Aim of the exercise:
Below are some records. Say in a single number how many of their lines include the word "ImportTable".

(The data)

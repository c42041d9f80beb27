/// Position extraction
use crate::declarations::Span;
use crate::records::AstPosition;

/// Map a declaration span to the record position.
pub fn ast_position(span: &Span) -> AstPosition {
    AstPosition {
        start_line: span.begin_line,
        start_column: span.begin_column,
        end_line: span.end_line,
        end_column: span.end_column,
    }
}
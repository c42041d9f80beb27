/// Method and parameter extraction
use indexmap::IndexMap;

use tracing::trace;

use crate::declarations::{MethodDeclaration, TypeDeclaration, UnitContext};
use crate::records::{MethodRecord, ParameterRecord};

use super::{keys, modifier_names, position, qualified, type_vars};

pub fn extract_methods(
    decl: &TypeDeclaration,
    owner_key: &str,
    ctx: &UnitContext,
) -> IndexMap<String, MethodRecord> {
    decl.methods
        .iter()
        .map(|method| {
            let record = extract_method(method, owner_key, ctx);
            (record.key.clone(), record)
        })
        .collect()
}

/// Build one method record; the method key is only known once every
/// parameter type is resolved, so parameter keys are filled in afterwards.
fn extract_method(method: &MethodDeclaration, owner_key: &str, ctx: &UnitContext) -> MethodRecord {
    let mut parameters: Vec<ParameterRecord> = method
        .parameters
        .iter()
        .map(|parameter| ParameterRecord {
            name: parameter.name.clone(),
            type_name: qualified::qualified_name(&parameter.type_mirror, ctx),
            has_type_variable: type_vars::has_type_variable(&parameter.type_mirror),
            position: position::ast_position(&parameter.span),
            modifiers: modifier_names(&parameter.modifiers),
            key: String::new(),
            owning_method_key: String::new(),
        })
        .collect();

    let key = keys::method_key(
        owner_key,
        &method.name,
        parameters
            .iter()
            .map(|p| (p.type_name.as_str(), p.name.as_str())),
    );

    for parameter in &mut parameters {
        parameter.key = keys::parameter_key(&key, &parameter.name);
        parameter.owning_method_key = key.clone();
    }

    trace!("method {}", key);

    MethodRecord {
        name: method.name.clone(),
        return_type: qualified::qualified_name(&method.return_type, ctx),
        position: position::ast_position(&method.span),
        owning_type_key: owner_key.to_string(),
        modifiers: modifier_names(&method.modifiers),
        overrides_super_method: method.overrides,
        parameters,
        key,
    }
}
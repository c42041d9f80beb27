/// Helper functions for Java extraction
/// Handles spans, explicit modifiers and Java's implicit modifier rules
use std::collections::BTreeSet;

use tree_sitter::Node;

use crate::declarations::{Modifier, Span, TypeKind};
use crate::extractors::java::JavaExtractor;

/// Where a type declaration appears.
#[derive(Debug, Clone, Copy, PartialEq, Eq)]
pub(super) enum DeclarationSite {
    TopLevel,
    /// Member of a class or interface body.
    Member(TypeKind),
    /// Declared inside a method, constructor or initializer body.
    Local,
}

/// Modifiers written in the source, before implicit rules are applied.
#[derive(Debug, Default)]
pub(super) struct ExplicitModifiers {
    pub keywords: BTreeSet<Modifier>,
    /// Annotation names as written (`Override`, `java.lang.Deprecated`).
    pub annotations: Vec<String>,
}

impl ExplicitModifiers {
    pub fn has(&self, modifier: Modifier) -> bool {
        self.keywords.contains(&modifier)
    }

    pub fn has_annotation(&self, simple_name: &str, qualified: &str) -> bool {
        self.annotations
            .iter()
            .any(|name| name == simple_name || name == qualified)
    }
}

/// Span of a node: 1-based lines and character columns, exclusive end column.
pub(super) fn span_of(extractor: &JavaExtractor, node: &Node) -> Span {
    let start = node.start_position();
    let end = node.end_position();
    Span {
        begin_line: start.row as u32 + 1,
        begin_column: extractor.char_column(node.start_byte(), start.column),
        end_line: end.row as u32 + 1,
        end_column: extractor.char_column(node.end_byte(), end.column),
    }
}

/// First direct child of the given kind.
pub(super) fn find_child<'t>(node: &Node<'t>, kind: &str) -> Option<Node<'t>> {
    node.children(&mut node.walk()).find(|c| c.kind() == kind)
}

/// Extract the modifier keywords and annotations of a declaration node.
pub(super) fn extract_modifiers(extractor: &JavaExtractor, node: &Node) -> ExplicitModifiers {
    let mut explicit = ExplicitModifiers::default();
    let Some(modifiers_node) = find_child(node, "modifiers") else {
        return explicit;
    };

    for child in modifiers_node.children(&mut modifiers_node.walk()) {
        match child.kind() {
            "marker_annotation" | "annotation" => {
                if let Some(name) = child.child_by_field_name("name") {
                    explicit.annotations.push(extractor.get_node_text(&name));
                }
            }
            _ => {
                let text = extractor.get_node_text(&child);
                if let Some(modifier) = Modifier::from_keyword(&text) {
                    explicit.keywords.insert(modifier);
                }
            }
        }
    }
    explicit
}

/// Effective modifiers of a class or interface declaration.
pub(super) fn effective_type_modifiers(
    kind: TypeKind,
    site: DeclarationSite,
    explicit: &ExplicitModifiers,
) -> BTreeSet<Modifier> {
    let mut effective = explicit.keywords.clone();
    if kind == TypeKind::Interface {
        effective.insert(Modifier::Abstract);
        if site != DeclarationSite::TopLevel {
            effective.insert(Modifier::Static);
        }
    }
    if site == DeclarationSite::Member(TypeKind::Interface) {
        effective.insert(Modifier::Public);
        effective.insert(Modifier::Static);
    }
    effective
}

/// Effective modifiers of a field declared in a body of `enclosing` kind.
pub(super) fn effective_field_modifiers(
    enclosing: TypeKind,
    explicit: &ExplicitModifiers,
) -> BTreeSet<Modifier> {
    let mut effective = explicit.keywords.clone();
    if enclosing == TypeKind::Interface {
        effective.extend([Modifier::Public, Modifier::Static, Modifier::Final]);
    }
    effective
}

/// Effective modifiers of a method declared in a body of `enclosing` kind.
pub(super) fn effective_method_modifiers(
    enclosing: TypeKind,
    explicit: &ExplicitModifiers,
    has_body: bool,
) -> BTreeSet<Modifier> {
    let mut effective = explicit.keywords.clone();
    if enclosing == TypeKind::Interface && !explicit.has(Modifier::Private) {
        effective.insert(Modifier::Public);
        if !has_body && !explicit.has(Modifier::Static) && !explicit.has(Modifier::Default) {
            effective.insert(Modifier::Abstract);
        }
    }
    effective
}

/// Number of `[]` pairs in a `dimensions` node.
pub(super) fn count_dimensions(node: &Node) -> usize {
    node.children(&mut node.walk())
        .filter(|c| c.kind() == "[")
        .count()
}

/// Node kinds that denote a type in a declaration.
pub(super) fn is_type_node(kind: &str) -> bool {
    matches!(
        kind,
        "type_identifier"
            | "scoped_type_identifier"
            | "generic_type"
            | "array_type"
            | "annotated_type"
            | "integral_type"
            | "floating_point_type"
            | "boolean_type"
            | "void_type"
    )
}
/// Inheritance clauses and override detection
use std::collections::{HashMap, HashSet, VecDeque};

use tracing::trace;
use tree_sitter::Node;

use crate::declarations::{ClassName, Span, TypeDeclaration, TypeKind, TypeMirror};
use crate::extractors::java::JavaExtractor;

use super::helpers::find_child;
use super::types;

/// Types listed in the `extends` and `implements` clauses, in source order.
///
/// Interfaces list their super-interfaces under `extends`.
pub(super) fn extract_supertypes(
    extractor: &JavaExtractor,
    node: &Node,
    kind: TypeKind,
) -> (Vec<TypeMirror>, Vec<TypeMirror>) {
    match kind {
        TypeKind::Class => {
            let extends = find_child(node, "superclass")
                .and_then(|superclass| types::resolve_type_child(extractor, &superclass))
                .into_iter()
                .collect();
            let implements = find_child(node, "super_interfaces")
                .map(|clause| type_list(extractor, &clause))
                .unwrap_or_default();
            (extends, implements)
        }
        TypeKind::Interface => {
            let extends = find_child(node, "extends_interfaces")
                .map(|clause| type_list(extractor, &clause))
                .unwrap_or_default();
            (extends, Vec::new())
        }
    }
}

fn type_list(extractor: &JavaExtractor, clause: &Node) -> Vec<TypeMirror> {
    let Some(list) = find_child(clause, "type_list") else {
        return Vec::new();
    };
    list.children(&mut list.walk())
        .filter(|c| super::helpers::is_type_node(c.kind()))
        .map(|c| types::resolve_type(extractor, &c))
        .collect()
}

/// Method signature as compared for overriding: name and parameter types.
type Signature = (String, Vec<TypeMirror>);

/// Supertypes and method signatures of the types declared in one unit.
#[derive(Debug, Default)]
pub(crate) struct TypeHierarchy {
    /// Declaration start position to the name references to it resolve to.
    by_position: HashMap<(u32, u32), ClassName>,
    supertypes: HashMap<ClassName, Vec<ClassName>>,
    signatures: HashMap<ClassName, Vec<Signature>>,
}

fn position_key(span: &Span) -> (u32, u32) {
    (span.begin_line, span.begin_column)
}

impl TypeHierarchy {
    /// Remember a finished declaration under the name that refers to it.
    pub fn record(&mut self, decl: &TypeDeclaration, name: ClassName) {
        let supertypes = decl
            .extends
            .iter()
            .chain(&decl.implements)
            .filter_map(|mirror| match mirror {
                TypeMirror::Declared { name, .. } => Some(name.clone()),
                _ => None,
            })
            .collect();
        let signatures = decl
            .methods
            .iter()
            .map(|method| {
                (
                    method.name.clone(),
                    method
                        .parameters
                        .iter()
                        .map(|p| p.type_mirror.clone())
                        .collect(),
                )
            })
            .collect();

        self.by_position.insert(position_key(&decl.span), name.clone());
        self.supertypes.insert(name.clone(), supertypes);
        self.signatures.insert(name, signatures);
    }

    /// Mark methods that override a method of a supertype declared in this
    /// unit. Methods already marked (by `@Override`) are left alone.
    pub fn mark_overrides(&self, declarations: &mut [TypeDeclaration]) {
        for decl in declarations.iter_mut() {
            if let Some(name) = self.by_position.get(&position_key(&decl.span)) {
                for method in decl.methods.iter_mut().filter(|m| !m.overrides) {
                    let parameters: Vec<&TypeMirror> =
                        method.parameters.iter().map(|p| &p.type_mirror).collect();
                    if self.overridden_in_supertypes(name, &method.name, &parameters) {
                        trace!("{} overrides a method of a supertype of {:?}", method.name, name);
                        method.overrides = true;
                    }
                }
            }
            self.mark_overrides(&mut decl.nested);
        }
    }

    fn overridden_in_supertypes(
        &self,
        start: &ClassName,
        method_name: &str,
        parameters: &[&TypeMirror],
    ) -> bool {
        let mut seen: HashSet<&ClassName> = HashSet::from([start]);
        let mut queue: VecDeque<&ClassName> = self
            .supertypes
            .get(start)
            .map(|direct| direct.iter().collect())
            .unwrap_or_default();

        while let Some(current) = queue.pop_front() {
            if !seen.insert(current) {
                continue;
            }
            let declares = self.signatures.get(current).is_some_and(|signatures| {
                signatures.iter().any(|(name, params)| {
                    name == method_name
                        && params.len() == parameters.len()
                        && params.iter().zip(parameters).all(|(a, b)| a.same_type(b))
                })
            });
            if declares {
                return true;
            }
            if let Some(next) = self.supertypes.get(current) {
                queue.extend(next);
            }
        }
        false
    }
}
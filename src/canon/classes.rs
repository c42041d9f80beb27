/// Class/interface metadata and extends/implements extraction
use crate::declarations::{TypeDeclaration, UnitContext};
use crate::records::TypeRecord;

use super::{keys, modifier_names, position, qualified};

/// Record shell with name, key, kind, position, anonymity and modifiers.
pub fn extract_type_metadata(decl: &TypeDeclaration, ctx: &UnitContext) -> TypeRecord {
    let key = keys::type_key(decl.canonical_name.as_deref(), &decl.simple_name);
    let mut record = TypeRecord::new(
        decl.simple_name.clone(),
        key,
        decl.kind,
        ctx.source_file_path.clone(),
    );
    record.position = position::ast_position(&decl.span);
    record.anonymous = decl.anonymous;
    record.modifiers = modifier_names(&decl.modifiers);
    record
}

/// Qualified names of the `extends` and `implements` clauses, order and
/// duplicates kept as written.
pub fn extract_extends_and_implements(
    decl: &TypeDeclaration,
    ctx: &UnitContext,
    record: &mut TypeRecord,
) {
    record.implements = decl
        .implements
        .iter()
        .map(|mirror| qualified::qualified_name(mirror, ctx))
        .collect();
    record.extends = decl
        .extends
        .iter()
        .map(|mirror| qualified::qualified_name(mirror, ctx))
        .collect();
}
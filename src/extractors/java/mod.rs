/// Java front end: turns a `.java` file into a [`CompilationUnit`]
///
/// This module is organized into focused sub-modules:
/// - helpers: node text, spans, explicit and effective modifiers
/// - imports_packages: package and import declarations
/// - package_index: top-level types of every package in the run
/// - types: scoped type-name resolution into type mirrors
/// - classes: class and interface declarations, member and local nesting
/// - fields: field and interface-constant declarations
/// - methods: method declarations and their parameters
/// - relationships: extends/implements clauses and override detection
mod classes;
mod fields;
mod helpers;
mod imports_packages;
mod methods;
mod package_index;
mod relationships;
mod types;

pub use imports_packages::ImportTable;
pub use package_index::PackageIndex;

use std::path::Path;

use tracing::{debug, warn};
use tree_sitter::Node;

use crate::declarations::{CompilationUnit, TypeDeclaration, UnitContext};
use crate::error::AstGenError;
use crate::language;
use crate::utils::paths;

use relationships::TypeHierarchy;
use types::Scope;

/// Extracts the declarations of one Java compilation unit.
///
/// Holds only per-unit state; a fresh extractor is used for every file.
pub struct JavaExtractor<'a> {
    content: &'a str,
    package_name: String,
    imports: ImportTable,
    index: &'a PackageIndex,
    scopes: Vec<Scope>,
    hierarchy: TypeHierarchy,
}

impl<'a> JavaExtractor<'a> {
    pub fn new(content: &'a str, index: &'a PackageIndex) -> Self {
        Self {
            content,
            package_name: String::new(),
            imports: ImportTable::default(),
            index,
            scopes: Vec::new(),
            hierarchy: TypeHierarchy::default(),
        }
    }

    /// Parse `content` (read from `path`) and extract its declarations.
    ///
    /// The unit's `sourceFilePath` is `path` relative to `source_root`.
    /// Names that no import or declaration of the unit binds are looked up in
    /// `index`.
    pub fn extract_unit(
        path: &Path,
        content: &str,
        source_root: &Path,
        index: &PackageIndex,
    ) -> Result<CompilationUnit, AstGenError> {
        let mut parser = language::java_parser().map_err(|e| AstGenError::Parse {
            path: path.to_path_buf(),
            message: e.to_string(),
        })?;
        let tree = parser
            .parse(content, None)
            .ok_or_else(|| AstGenError::Parse {
                path: path.to_path_buf(),
                message: "parser returned no tree".to_string(),
            })?;

        let root = tree.root_node();
        let has_syntax_errors = root.has_error();
        if has_syntax_errors {
            warn!(
                "Syntax errors in {}; extracting from the recovered tree",
                path.display()
            );
        }

        let mut extractor = JavaExtractor::new(content, index);
        let types = extractor.extract_declarations(root);
        let context = UnitContext::new(
            extractor.package_name.clone(),
            relative_source_path(path, source_root),
        );

        debug!(
            "Extracted {} top-level declarations from {}",
            types.len(),
            context.source_file_path
        );

        Ok(CompilationUnit {
            context,
            types,
            has_syntax_errors,
        })
    }

    /// Top-level class and interface declarations under `root` (a `program`
    /// node), with override flags resolved across the unit.
    pub fn extract_declarations(&mut self, root: Node) -> Vec<TypeDeclaration> {
        for child in root.children(&mut root.walk()) {
            match child.kind() {
                "package_declaration" => {
                    if let Some(package) = imports_packages::extract_package(self, child) {
                        self.package_name = package;
                    }
                }
                "import_declaration" => {
                    let mut imports = std::mem::take(&mut self.imports);
                    imports_packages::extract_import(self, child, &mut imports);
                    self.imports = imports;
                }
                _ => {}
            }
        }

        self.push_scope(types::unit_scope(self, root));
        let mut declarations = Vec::new();
        for child in root.children(&mut root.walk()) {
            if let Some(decl) = classes::extract_top_level(self, child) {
                declarations.push(decl);
            }
        }
        self.pop_scope();

        self.hierarchy.mark_overrides(&mut declarations);
        declarations
    }

    pub fn package_name(&self) -> &str {
        &self.package_name
    }

    pub fn imports(&self) -> &ImportTable {
        &self.imports
    }

    pub fn package_index(&self) -> &PackageIndex {
        self.index
    }

    // ========================================================================
    // Accessors for sub-modules
    // ========================================================================

    /// Source text of a node.
    pub(crate) fn get_node_text(&self, node: &Node) -> String {
        self.content
            .get(node.byte_range())
            .unwrap_or_default()
            .to_string()
    }

    /// 1-based character column of the position at `byte`, which lies
    /// `byte_column` bytes into its line (tree-sitter counts bytes).
    pub(crate) fn char_column(&self, byte: usize, byte_column: usize) -> u32 {
        let line_start = byte.saturating_sub(byte_column);
        let chars = self
            .content
            .get(line_start..byte)
            .map_or(byte_column, |prefix| prefix.chars().count());
        chars as u32 + 1
    }

    pub(crate) fn push_scope(&mut self, scope: Scope) {
        self.scopes.push(scope);
    }

    pub(crate) fn pop_scope(&mut self) {
        self.scopes.pop();
    }

    pub(crate) fn scopes(&self) -> &[Scope] {
        &self.scopes
    }

    pub(crate) fn hierarchy_mut(&mut self) -> &mut TypeHierarchy {
        &mut self.hierarchy
    }
}

/// `path` relative to `source_root` with `/` separators, or the path itself
/// when it lies outside the root.
fn relative_source_path(path: &Path, source_root: &Path) -> String {
    paths::to_relative_unix_style(path, source_root).unwrap_or_else(|e| {
        warn!(
            "Failed to make '{}' relative to the source root: {} - using it as given",
            path.display(),
            e
        );
        path.to_string_lossy().replace('\\', "/")
    })
}

#[cfg(test)]
mod tests;
/// Class and interface extraction
///
/// Enum, record and annotation type declarations, and anonymous class
/// bodies, bound the search: nothing inside them is extracted.
use tracing::{debug, trace};
use tree_sitter::Node;

use crate::declarations::{TypeDeclaration, TypeKind};
use crate::extractors::java::JavaExtractor;

use super::helpers::{self, DeclarationSite};
use super::types::{self, TypePath};
use super::{fields, methods, relationships};

fn type_kind(node: &Node) -> Option<TypeKind> {
    match node.kind() {
        "class_declaration" => Some(TypeKind::Class),
        "interface_declaration" => Some(TypeKind::Interface),
        _ => None,
    }
}

fn is_boundary(node: &Node) -> bool {
    matches!(
        node.kind(),
        "enum_declaration" | "record_declaration" | "annotation_type_declaration" | "class_body"
    )
}

/// Extract a top-level declaration of the unit, if `node` is one.
pub(super) fn extract_top_level(extractor: &mut JavaExtractor, node: Node) -> Option<TypeDeclaration> {
    type_kind(&node)?;
    let name = extractor.get_node_text(&node.child_by_field_name("name")?);
    extract_type_declaration(
        extractor,
        node,
        DeclarationSite::TopLevel,
        TypePath::top_level(&name),
    )
}

/// Extract a class or interface declaration and everything nested in it.
pub(super) fn extract_type_declaration(
    extractor: &mut JavaExtractor,
    node: Node,
    site: DeclarationSite,
    path: TypePath,
) -> Option<TypeDeclaration> {
    let kind = type_kind(&node)?;
    let name_node = node.child_by_field_name("name")?;
    let simple_name = extractor.get_node_text(&name_node);

    let explicit = helpers::extract_modifiers(extractor, &node);
    let modifiers = helpers::effective_type_modifiers(kind, site, &explicit);

    let scope = types::type_scope(extractor, &node, &path, &simple_name);
    extractor.push_scope(scope);

    let (extends, implements) = relationships::extract_supertypes(extractor, &node, kind);

    let mut decl = TypeDeclaration {
        canonical_name: path.canonical_name(extractor.package_name()),
        simple_name,
        kind,
        anonymous: false,
        span: helpers::span_of(extractor, &node),
        modifiers: Some(modifiers),
        fields: Vec::new(),
        methods: Vec::new(),
        extends,
        implements,
        nested: Vec::new(),
    };

    if let Some(body) = node.child_by_field_name("body") {
        extract_body(extractor, body, &path, &mut decl);
    }

    extractor.pop_scope();

    trace!(
        "{} {} ({} fields, {} methods, {} nested)",
        decl.kind,
        decl.simple_name,
        decl.fields.len(),
        decl.methods.len(),
        decl.nested.len()
    );

    extractor
        .hierarchy_mut()
        .record(&decl, path.class_name());
    Some(decl)
}

/// Walk a class or interface body in source order.
fn extract_body(
    extractor: &mut JavaExtractor,
    body: Node,
    path: &TypePath,
    decl: &mut TypeDeclaration,
) {
    let kind = decl.kind;
    for member in body.children(&mut body.walk()) {
        match member.kind() {
            "field_declaration" | "constant_declaration" => {
                if let Some(field) = fields::extract_field(extractor, member, kind) {
                    decl.fields.push(field);
                }
                collect_local_types(extractor, member, &mut decl.nested);
            }
            "method_declaration" => {
                let scope = types::method_scope(extractor, &member);
                extractor.push_scope(scope);
                if let Some(method) = methods::extract_method(extractor, member, kind) {
                    decl.methods.push(method);
                }
                collect_local_types(extractor, member, &mut decl.nested);
                extractor.pop_scope();
            }
            "constructor_declaration" | "compact_constructor_declaration" => {
                let scope = types::method_scope(extractor, &member);
                extractor.push_scope(scope);
                collect_local_types(extractor, member, &mut decl.nested);
                extractor.pop_scope();
            }
            "class_declaration" | "interface_declaration" => {
                let Some(name_node) = member.child_by_field_name("name") else {
                    continue;
                };
                let name = extractor.get_node_text(&name_node);
                if let Some(nested) = extract_type_declaration(
                    extractor,
                    member,
                    DeclarationSite::Member(kind),
                    path.member(&name),
                ) {
                    decl.nested.push(nested);
                }
            }
            _ if is_boundary(&member) => {
                debug!(
                    "skipping {} in {} at line {}",
                    member.kind(),
                    decl.simple_name,
                    member.start_position().row + 1
                );
            }
            // Initializer blocks and anything else that may hold local types.
            _ => collect_local_types(extractor, member, &mut decl.nested),
        }
    }
}

/// Find class and interface declarations inside executable code (method
/// bodies, initializers, lambdas). Each found declaration is extracted whole;
/// its own body is not searched again here.
fn collect_local_types(extractor: &mut JavaExtractor, node: Node, out: &mut Vec<TypeDeclaration>) {
    for child in node.children(&mut node.walk()) {
        if type_kind(&child).is_some() {
            let Some(name_node) = child.child_by_field_name("name") else {
                continue;
            };
            let name = extractor.get_node_text(&name_node);
            if let Some(local) = extract_type_declaration(
                extractor,
                child,
                DeclarationSite::Local,
                TypePath::local(&name),
            ) {
                out.push(local);
            }
        } else if !is_boundary(&child) {
            collect_local_types(extractor, child, out);
        }
    }
}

(End The data)

Answer to this problem:
4